The coalition is working to help any parents now searching for new child care services. The matter of bounced checks, however, is between the employees and the owner, she said.
Both centers are situated next to charter schools, Campus Charter School in Port St. John and Royal Palm Charter in Palm Bay. And although neither is affiliated with the day cares, they’re trying to help any way they can.
Students enrolled in after school care at Kids Campus who attend Campus Charter, like Stephanie Jordan’s first-grade son, can, for the time being, join the charter school’s after school program. Royal Palm Charter is offering the same accommodation.
“It’s not a matter of ‘Let’s just go run it.’ I wish it were that easy,” said Greg Gerard, assistant principal at Campus Charter. “Unfortunately the people who are losing are the children and the teachers and the parents.”
Just days after the day care centers closed down, Glatz, 50, was arrested and charged with possession of crystal meth, according to a police report.
He was pulled over Wednesday night for a traffic violation. Police say Glatz was driving with a suspended license and was arrested.
When he was booked into the Palm Bay Police Department, officers found a clear bag of what they say was crystal meth hidden in his shoe. He now faces felony charges for possession of a controlled substance. He was released from the Brevard County Jail Thursday afternoon on a $2,500 bond.
Glatz and his company are also currently being sued by Royal Palm Charter School Inc., Campus Charter School Inc. and Primary Charter Schools Inc. The lawsuit, filed in March 2016, asserts that Educators Management Group and Glatz breached leasing contracts and failed to provide insurance for the properties even though he was charging for it.

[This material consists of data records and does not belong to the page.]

// ==========================================
// 仓储 ERP 后台 - 发票数据访问实现
// ==========================================
// 职责: InvoiceStore 的 rusqlite 实现
// ==========================================

use crate::common::sql::build_in_clause;
use crate::common::{cmp_numeric_str, parse_flexible_date};
use crate::domain::invoice::{InvoiceAdjustment, InvoiceHeader, InvoiceLine};
use crate::repository::error::{checked_schema, RepositoryError, RepositoryResult};
use crate::repository::invoice_repo::{InvoiceStore, GL_ACCOUNT_OFFSET, GL_ACCOUNT_OTHER_CHARGE};
use chrono::NaiveDate;
use rusqlite::{params, params_from_iter, Connection, Transaction};
use std::sync::{Arc, Mutex};

// ==========================================
// InvoiceRepository
// ==========================================
pub struct InvoiceRepository {
    conn: Arc<Mutex<Connection>>,
}

impl InvoiceRepository {
    pub fn new(conn: Arc<Mutex<Connection>>) -> Self {
        Self { conn }
    }

    /// 获取数据库连接
    fn get_conn(&self) -> RepositoryResult<std::sync::MutexGuard<Connection>> {
        self.conn
            .lock()
            .map_err(|e| RepositoryError::LockError(e.to_string()))
    }

    /// 在事务中写入单张发票
    fn commit_invoice_tx(
        tx: &Transaction,
        schema: &str,
        adjustment: &InvoiceAdjustment,
    ) -> rusqlite::Result<usize> {
        let mut updated = 0;
        {
            let mut stmt = tx.prepare(&format!(
                "UPDATE {s}.invline SET unitprice = ?1, unitamount = ?2 WHERE trno = ?3 AND itemno = ?4",
                s = schema
            ))?;
            for line in &adjustment.lines {
                updated += stmt.execute(params![
                    line.new_price,
                    line.total_price,
                    adjustment.trno,
                    line.itemno
                ])?;
            }
        }

        tx.execute(
            &format!(
                "UPDATE {s}.invhead SET othamt1 = 0, subtotal = ?1 WHERE trno = ?2",
                s = schema
            ),
            params![adjustment.sub_total, adjustment.trno],
        )?;

        tx.execute(
            &format!(
                "UPDATE {s}.glpost SET amount = ?1 WHERE trno = ?2 AND acctno = ?3",
                s = schema
            ),
            params![adjustment.sub_total, adjustment.trno, GL_ACCOUNT_OFFSET],
        )?;

        tx.execute(
            &format!(
                "DELETE FROM {s}.glpost WHERE trno = ?1 AND acctno = ?2",
                s = schema
            ),
            params![adjustment.trno, GL_ACCOUNT_OTHER_CHARGE],
        )?;

        Ok(updated)
    }
}

impl InvoiceStore for InvoiceRepository {
    fn find_candidate_invoices(
        &self,
        schema: &str,
        start: NaiveDate,
        end: NaiveDate,
        min_other_charge: f64,
    ) -> RepositoryResult<Vec<InvoiceHeader>> {
        let schema = checked_schema(schema)?;
        let conn = self.get_conn()?;
        // ISO 日期在 SQL 中过滤；date() 无法识别的格式（如 M/D/YYYY）取回后再解析
        let mut stmt = conn.prepare(&format!(
            r#"
            SELECT CAST(trno AS TEXT), invdate, othamt1
            FROM {s}.invhead
            WHERE (date(invdate) BETWEEN ?1 AND ?2 OR date(invdate) IS NULL)
              AND ABS(othamt1) >= ?3
            "#,
            s = schema
        ))?;

        let rows = stmt.query_map(
            params![
                start.format("%Y-%m-%d").to_string(),
                end.format("%Y-%m-%d").to_string(),
                min_other_charge
            ],
            |row| {
                Ok(InvoiceHeader {
                    trno: row.get(0)?,
                    invdate: row.get(1)?,
                    other_charge1: row.get::<_, Option<f64>>(2)?.unwrap_or(0.0),
                })
            },
        )?;

        let mut dated = Vec::new();
        for row in rows {
            let header = row?;
            match header.invdate.as_deref().and_then(parse_flexible_date) {
                Some(d) if d >= start && d <= end => dated.push((d, header)),
                _ => {}
            }
        }

        dated.sort_by(|(da, a), (db, b)| db.cmp(da).then_with(|| cmp_numeric_str(&b.trno, &a.trno)));
        Ok(dated.into_iter().map(|(_, h)| h).collect())
    }

    fn fetch_invoice_lines(&self, schema: &str, trnos: &[String]) -> RepositoryResult<Vec<InvoiceLine>> {
        if trnos.is_empty() {
            return Ok(vec![]);
        }
        let schema = checked_schema(schema)?;
        let conn = self.get_conn()?;
        let sql = format!(
            r#"
            SELECT
                CAST(l.trno AS TEXT), h.custpo, h.invdate, l.itemno,
                l.shiqty, l.unitprice, l.unitamount,
                h.othamt1, h.taxamt, h.jrnl
            FROM {s}.invline l
            JOIN {s}.invhead h ON h.trno = l.trno
            WHERE {in_clause}
            ORDER BY h.invdate DESC, l.trno DESC
            "#,
            s = schema,
            in_clause = build_in_clause("l.trno", trnos),
        );
        let mut stmt = conn.prepare(&sql)?;

        let rows = stmt.query_map(params_from_iter(trnos.iter()), |row| {
            Ok(InvoiceLine {
                trno: row.get(0)?,
                custpo: row.get(1)?,
                invdate: row.get(2)?,
                itemno: row.get(3)?,
                shiqty: row.get::<_, Option<f64>>(4)?.unwrap_or(0.0),
                unit_price: row.get::<_, Option<f64>>(5)?.unwrap_or(0.0),
                unit_amount: row.get::<_, Option<f64>>(6)?.unwrap_or(0.0),
                other_charge1: row.get::<_, Option<f64>>(7)?.unwrap_or(0.0),
                tax_amount: row.get::<_, Option<f64>>(8)?.unwrap_or(0.0),
                jrnl: row.get(9)?,
            })
        })?;

        let mut lines = Vec::new();
        for row in rows {
            lines.push(row?);
        }
        Ok(lines)
    }

    fn commit_invoice(&self, schema: &str, adjustment: &InvoiceAdjustment) -> RepositoryResult<usize> {
        let schema = checked_schema(schema)?;
        let conn = self.get_conn()?;
        let tx = conn.unchecked_transaction()?;

        // 失败时 tx 被 drop，自动回滚
        let updated = Self::commit_invoice_tx(&tx, schema, adjustment).map_err(|e| {
            RepositoryError::DatabaseTransactionError(format!(
                "发票 {} 提交失败: {}",
                adjustment.trno, e
            ))
        })?;

        tx.commit().map_err(|e| {
            RepositoryError::DatabaseTransactionError(format!(
                "发票 {} 提交失败: {}",
                adjustment.trno, e
            ))
        })?;
        Ok(updated)
    }
}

In December 2015, both charter schools severed ties with Glatz’s company, Educators Management Group, which at one time provided services to the schools, including systems for curriculum and evaluations, and from which Royal Palm Charter still leases a portion of its property.
The decision came soon after Campus Charter faced closure from the Brevard County School Board when audits found that the school had issued loans to Campus Developmental Research Schools, a company also owned by Glatz.
According to a termination letter issued in December 2015, his company improperly managed the school’s finances, failing to pay mortgages and other bills.
The letter called into question Glatz’s “flagrantly self-serving” business decisions. He was accused of using rent money meant to go toward mortgage payments for “other unknown purposes” and “improper business relationships.”
Glatz could not be reached by FLORIDA TODAY. Parents and teachers who spoke with FLORIDA TODAY also said they could not reach him.
Now, the day care closures have parents concerned about the future of the adjacent charter schools. Stephanie Archer, BPS assistant superintendent for the Division of Equity, Innovation and Choice, emphasized that Brevard Public Schools is not affiliated with these day cares in any way.
“I know the recent issues with Country Beginnings has people questioning whether or not the same thing could happen to our school,” wrote Paul Bramel, board president of Royal Palm Charter. “Royal Palm received a 15-year charter contract with the district just this past year and is financially sound. There are no worries about the sustainability of the school.”